Task to carry out:
Find every line below with the word "Returns" in it, and copy each one.
[Records shown]
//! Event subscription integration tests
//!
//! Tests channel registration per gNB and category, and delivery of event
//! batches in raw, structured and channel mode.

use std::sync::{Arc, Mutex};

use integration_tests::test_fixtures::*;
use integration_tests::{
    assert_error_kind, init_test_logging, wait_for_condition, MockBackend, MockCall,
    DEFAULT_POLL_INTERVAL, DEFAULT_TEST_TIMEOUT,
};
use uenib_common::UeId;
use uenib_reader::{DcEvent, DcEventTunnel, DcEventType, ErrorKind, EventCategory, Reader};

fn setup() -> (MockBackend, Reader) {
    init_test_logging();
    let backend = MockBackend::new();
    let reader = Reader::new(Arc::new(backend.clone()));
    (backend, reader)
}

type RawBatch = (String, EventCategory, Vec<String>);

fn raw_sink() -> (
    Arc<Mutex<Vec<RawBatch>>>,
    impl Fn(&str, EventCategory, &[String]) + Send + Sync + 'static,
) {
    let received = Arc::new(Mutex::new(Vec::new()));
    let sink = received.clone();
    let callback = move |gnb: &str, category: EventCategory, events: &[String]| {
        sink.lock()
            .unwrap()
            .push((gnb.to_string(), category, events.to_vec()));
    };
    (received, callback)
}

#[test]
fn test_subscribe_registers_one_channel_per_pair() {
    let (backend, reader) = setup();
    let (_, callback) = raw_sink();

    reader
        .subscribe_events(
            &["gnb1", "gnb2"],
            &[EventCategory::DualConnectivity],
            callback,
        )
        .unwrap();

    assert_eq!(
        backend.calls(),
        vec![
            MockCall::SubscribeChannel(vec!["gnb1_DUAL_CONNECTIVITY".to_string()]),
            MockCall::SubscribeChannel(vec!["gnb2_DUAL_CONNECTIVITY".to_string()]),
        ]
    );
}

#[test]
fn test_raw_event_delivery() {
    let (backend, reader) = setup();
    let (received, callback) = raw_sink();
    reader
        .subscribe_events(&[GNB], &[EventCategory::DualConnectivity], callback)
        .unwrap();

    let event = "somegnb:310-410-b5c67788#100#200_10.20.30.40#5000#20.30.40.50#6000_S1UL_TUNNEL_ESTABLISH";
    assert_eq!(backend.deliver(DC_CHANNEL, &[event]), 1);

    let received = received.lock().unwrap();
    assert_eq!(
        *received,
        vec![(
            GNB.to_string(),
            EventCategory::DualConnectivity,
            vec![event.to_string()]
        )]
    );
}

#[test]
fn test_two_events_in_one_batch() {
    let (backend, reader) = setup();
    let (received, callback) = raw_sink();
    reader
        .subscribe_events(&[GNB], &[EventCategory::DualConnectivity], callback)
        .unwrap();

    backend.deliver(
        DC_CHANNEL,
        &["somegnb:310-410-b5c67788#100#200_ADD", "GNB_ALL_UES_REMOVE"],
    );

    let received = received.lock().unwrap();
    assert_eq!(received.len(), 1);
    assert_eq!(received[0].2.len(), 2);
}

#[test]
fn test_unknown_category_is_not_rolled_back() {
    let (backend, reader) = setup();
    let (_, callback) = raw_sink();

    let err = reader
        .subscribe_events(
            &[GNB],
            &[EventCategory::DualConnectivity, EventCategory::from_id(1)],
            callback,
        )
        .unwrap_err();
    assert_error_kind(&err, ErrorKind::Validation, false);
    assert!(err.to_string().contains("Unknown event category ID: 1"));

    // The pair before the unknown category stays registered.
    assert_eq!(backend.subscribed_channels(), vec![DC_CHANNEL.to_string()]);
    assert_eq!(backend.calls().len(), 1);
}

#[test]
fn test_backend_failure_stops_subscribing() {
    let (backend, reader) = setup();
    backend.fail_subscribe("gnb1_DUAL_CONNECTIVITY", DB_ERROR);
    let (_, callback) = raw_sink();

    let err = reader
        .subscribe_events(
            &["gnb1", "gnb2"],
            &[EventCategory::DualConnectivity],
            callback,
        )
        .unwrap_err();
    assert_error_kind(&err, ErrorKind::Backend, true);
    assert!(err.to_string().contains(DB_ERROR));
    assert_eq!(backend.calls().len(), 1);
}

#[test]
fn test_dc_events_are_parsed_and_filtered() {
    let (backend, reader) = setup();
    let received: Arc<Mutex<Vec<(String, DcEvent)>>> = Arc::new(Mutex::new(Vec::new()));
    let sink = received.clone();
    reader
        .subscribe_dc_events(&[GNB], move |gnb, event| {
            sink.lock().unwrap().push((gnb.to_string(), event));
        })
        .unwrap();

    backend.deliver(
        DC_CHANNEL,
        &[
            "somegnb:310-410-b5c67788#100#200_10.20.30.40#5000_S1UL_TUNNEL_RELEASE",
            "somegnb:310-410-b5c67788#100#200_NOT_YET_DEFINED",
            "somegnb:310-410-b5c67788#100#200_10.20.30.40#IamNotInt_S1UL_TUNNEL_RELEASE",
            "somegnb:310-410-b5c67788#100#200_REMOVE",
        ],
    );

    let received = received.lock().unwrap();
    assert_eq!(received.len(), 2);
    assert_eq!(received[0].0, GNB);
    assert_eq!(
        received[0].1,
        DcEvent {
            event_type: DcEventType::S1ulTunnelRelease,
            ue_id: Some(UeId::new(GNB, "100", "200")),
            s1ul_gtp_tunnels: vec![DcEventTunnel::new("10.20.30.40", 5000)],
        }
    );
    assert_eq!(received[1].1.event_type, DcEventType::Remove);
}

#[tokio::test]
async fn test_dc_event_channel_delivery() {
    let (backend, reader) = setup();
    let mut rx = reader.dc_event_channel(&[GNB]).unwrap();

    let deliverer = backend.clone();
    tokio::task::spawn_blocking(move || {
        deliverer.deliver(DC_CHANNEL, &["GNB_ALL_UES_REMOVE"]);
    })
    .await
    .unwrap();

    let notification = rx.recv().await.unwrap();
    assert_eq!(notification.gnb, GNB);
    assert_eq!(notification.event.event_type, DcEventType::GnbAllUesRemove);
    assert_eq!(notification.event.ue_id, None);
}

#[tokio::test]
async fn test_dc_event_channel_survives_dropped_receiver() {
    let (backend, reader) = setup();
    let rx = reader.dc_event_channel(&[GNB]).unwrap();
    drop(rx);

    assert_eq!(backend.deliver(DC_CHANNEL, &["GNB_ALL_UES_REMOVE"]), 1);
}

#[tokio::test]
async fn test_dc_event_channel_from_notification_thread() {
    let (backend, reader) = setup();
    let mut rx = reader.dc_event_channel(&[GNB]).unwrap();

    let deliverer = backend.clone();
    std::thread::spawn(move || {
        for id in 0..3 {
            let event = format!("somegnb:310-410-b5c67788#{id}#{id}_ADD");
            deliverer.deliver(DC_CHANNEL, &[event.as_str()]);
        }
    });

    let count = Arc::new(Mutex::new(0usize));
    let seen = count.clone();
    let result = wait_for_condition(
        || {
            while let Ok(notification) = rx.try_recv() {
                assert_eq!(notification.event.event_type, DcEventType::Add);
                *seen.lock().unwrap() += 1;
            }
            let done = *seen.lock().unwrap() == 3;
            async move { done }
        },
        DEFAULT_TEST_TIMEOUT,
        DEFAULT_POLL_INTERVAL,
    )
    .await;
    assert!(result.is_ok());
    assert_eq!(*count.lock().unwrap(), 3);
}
[/Records shown]
[Records shown]
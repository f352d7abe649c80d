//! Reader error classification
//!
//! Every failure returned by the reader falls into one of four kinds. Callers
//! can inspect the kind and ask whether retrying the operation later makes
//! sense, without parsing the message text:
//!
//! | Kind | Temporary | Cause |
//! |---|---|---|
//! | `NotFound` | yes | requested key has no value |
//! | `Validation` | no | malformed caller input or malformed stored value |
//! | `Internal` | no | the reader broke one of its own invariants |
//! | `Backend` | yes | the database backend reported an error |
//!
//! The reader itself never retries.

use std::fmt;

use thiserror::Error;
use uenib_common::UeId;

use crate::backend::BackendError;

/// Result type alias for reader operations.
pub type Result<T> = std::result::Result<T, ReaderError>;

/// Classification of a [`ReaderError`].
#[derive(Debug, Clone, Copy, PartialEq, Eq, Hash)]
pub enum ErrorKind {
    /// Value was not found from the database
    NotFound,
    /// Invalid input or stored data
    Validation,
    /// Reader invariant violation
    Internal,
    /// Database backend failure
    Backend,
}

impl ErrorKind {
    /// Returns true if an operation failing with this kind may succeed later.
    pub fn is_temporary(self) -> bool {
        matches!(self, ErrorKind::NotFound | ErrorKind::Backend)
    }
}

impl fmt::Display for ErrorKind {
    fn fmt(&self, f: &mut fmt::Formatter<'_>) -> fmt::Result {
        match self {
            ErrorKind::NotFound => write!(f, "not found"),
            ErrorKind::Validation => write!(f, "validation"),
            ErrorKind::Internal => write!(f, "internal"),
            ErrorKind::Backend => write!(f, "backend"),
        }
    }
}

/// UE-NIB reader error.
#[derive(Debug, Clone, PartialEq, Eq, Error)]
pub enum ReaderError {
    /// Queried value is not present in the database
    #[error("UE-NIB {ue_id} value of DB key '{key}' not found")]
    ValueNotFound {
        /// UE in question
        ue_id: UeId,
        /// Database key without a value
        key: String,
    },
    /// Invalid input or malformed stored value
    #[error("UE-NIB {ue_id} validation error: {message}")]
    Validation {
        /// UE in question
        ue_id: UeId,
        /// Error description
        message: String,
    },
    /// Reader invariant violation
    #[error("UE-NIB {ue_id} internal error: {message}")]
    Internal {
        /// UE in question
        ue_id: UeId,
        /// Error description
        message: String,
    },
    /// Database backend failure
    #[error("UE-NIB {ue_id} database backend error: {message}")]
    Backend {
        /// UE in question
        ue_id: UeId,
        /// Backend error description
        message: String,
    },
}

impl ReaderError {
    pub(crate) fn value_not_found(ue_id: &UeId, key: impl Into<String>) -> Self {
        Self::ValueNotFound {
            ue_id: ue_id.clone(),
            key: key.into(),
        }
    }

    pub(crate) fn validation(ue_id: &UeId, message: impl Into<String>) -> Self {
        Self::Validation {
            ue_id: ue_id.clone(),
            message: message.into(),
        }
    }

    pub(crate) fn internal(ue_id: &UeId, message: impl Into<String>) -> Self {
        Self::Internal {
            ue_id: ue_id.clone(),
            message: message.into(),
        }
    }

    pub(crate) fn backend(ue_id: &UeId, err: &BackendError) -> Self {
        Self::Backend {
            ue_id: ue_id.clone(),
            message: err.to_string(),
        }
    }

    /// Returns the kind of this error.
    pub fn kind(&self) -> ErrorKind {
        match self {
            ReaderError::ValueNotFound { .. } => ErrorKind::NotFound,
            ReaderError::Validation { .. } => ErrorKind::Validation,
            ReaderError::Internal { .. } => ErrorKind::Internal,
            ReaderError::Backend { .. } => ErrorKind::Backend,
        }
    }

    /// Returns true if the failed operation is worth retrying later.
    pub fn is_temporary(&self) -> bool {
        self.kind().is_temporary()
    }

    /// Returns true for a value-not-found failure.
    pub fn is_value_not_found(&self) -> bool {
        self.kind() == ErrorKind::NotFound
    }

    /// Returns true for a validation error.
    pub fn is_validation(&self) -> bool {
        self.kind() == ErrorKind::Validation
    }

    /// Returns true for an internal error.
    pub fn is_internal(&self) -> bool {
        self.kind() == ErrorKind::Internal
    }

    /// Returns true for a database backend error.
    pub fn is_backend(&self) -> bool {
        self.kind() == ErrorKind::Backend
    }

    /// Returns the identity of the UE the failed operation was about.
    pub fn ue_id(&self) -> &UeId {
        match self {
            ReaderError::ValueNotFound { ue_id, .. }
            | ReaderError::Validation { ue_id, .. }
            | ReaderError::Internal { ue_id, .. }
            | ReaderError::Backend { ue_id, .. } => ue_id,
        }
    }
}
[/Records shown]
[Records shown]
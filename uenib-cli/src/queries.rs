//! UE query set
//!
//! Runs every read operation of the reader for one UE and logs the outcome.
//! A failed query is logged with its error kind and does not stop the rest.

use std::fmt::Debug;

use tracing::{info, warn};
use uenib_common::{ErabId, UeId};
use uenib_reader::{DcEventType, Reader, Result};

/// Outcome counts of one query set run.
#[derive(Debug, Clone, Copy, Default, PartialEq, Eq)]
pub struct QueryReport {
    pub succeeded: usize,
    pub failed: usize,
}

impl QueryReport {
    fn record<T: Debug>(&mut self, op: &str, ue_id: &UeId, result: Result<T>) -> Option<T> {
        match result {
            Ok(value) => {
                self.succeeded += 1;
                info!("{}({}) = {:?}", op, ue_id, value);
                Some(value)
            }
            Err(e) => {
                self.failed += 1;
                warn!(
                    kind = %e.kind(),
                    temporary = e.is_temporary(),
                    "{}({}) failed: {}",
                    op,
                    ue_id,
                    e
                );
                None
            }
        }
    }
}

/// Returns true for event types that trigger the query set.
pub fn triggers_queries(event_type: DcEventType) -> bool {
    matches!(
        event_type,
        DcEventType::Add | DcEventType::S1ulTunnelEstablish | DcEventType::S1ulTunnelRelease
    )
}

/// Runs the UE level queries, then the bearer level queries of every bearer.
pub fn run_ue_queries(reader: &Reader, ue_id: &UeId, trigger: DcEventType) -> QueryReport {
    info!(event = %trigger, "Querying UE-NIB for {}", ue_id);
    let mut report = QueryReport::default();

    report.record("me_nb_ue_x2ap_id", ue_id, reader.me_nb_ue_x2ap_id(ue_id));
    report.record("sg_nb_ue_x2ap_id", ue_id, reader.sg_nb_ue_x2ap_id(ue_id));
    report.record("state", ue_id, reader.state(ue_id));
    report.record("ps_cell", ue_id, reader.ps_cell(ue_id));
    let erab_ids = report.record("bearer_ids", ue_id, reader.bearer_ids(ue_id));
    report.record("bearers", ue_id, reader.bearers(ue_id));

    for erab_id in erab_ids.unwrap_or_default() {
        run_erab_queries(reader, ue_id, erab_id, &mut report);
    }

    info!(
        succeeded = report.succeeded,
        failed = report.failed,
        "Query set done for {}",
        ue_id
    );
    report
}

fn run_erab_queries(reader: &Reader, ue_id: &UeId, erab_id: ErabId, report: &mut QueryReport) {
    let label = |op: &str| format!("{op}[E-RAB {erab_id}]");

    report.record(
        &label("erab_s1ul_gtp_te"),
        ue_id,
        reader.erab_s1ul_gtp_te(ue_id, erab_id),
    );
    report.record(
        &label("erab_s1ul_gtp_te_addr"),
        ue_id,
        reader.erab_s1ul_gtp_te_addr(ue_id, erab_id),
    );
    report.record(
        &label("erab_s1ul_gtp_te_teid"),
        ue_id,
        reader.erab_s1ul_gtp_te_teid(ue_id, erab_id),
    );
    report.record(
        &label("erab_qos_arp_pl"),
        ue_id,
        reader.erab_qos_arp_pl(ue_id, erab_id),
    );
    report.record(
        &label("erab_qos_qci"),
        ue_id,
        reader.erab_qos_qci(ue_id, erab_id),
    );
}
[/Records shown]
Response to the task:
    /// Returns true if an operation failing with this kind may succeed later.
    /// Returns the kind of this error.
    /// Returns true if the failed operation is worth retrying later.
    /// Returns true for a value-not-found failure.
    /// Returns true for a validation error.
    /// Returns true for an internal error.
    /// Returns true for a database backend error.
    /// Returns the identity of the UE the failed operation was about.
/// Returns true for event types that trigger the query set.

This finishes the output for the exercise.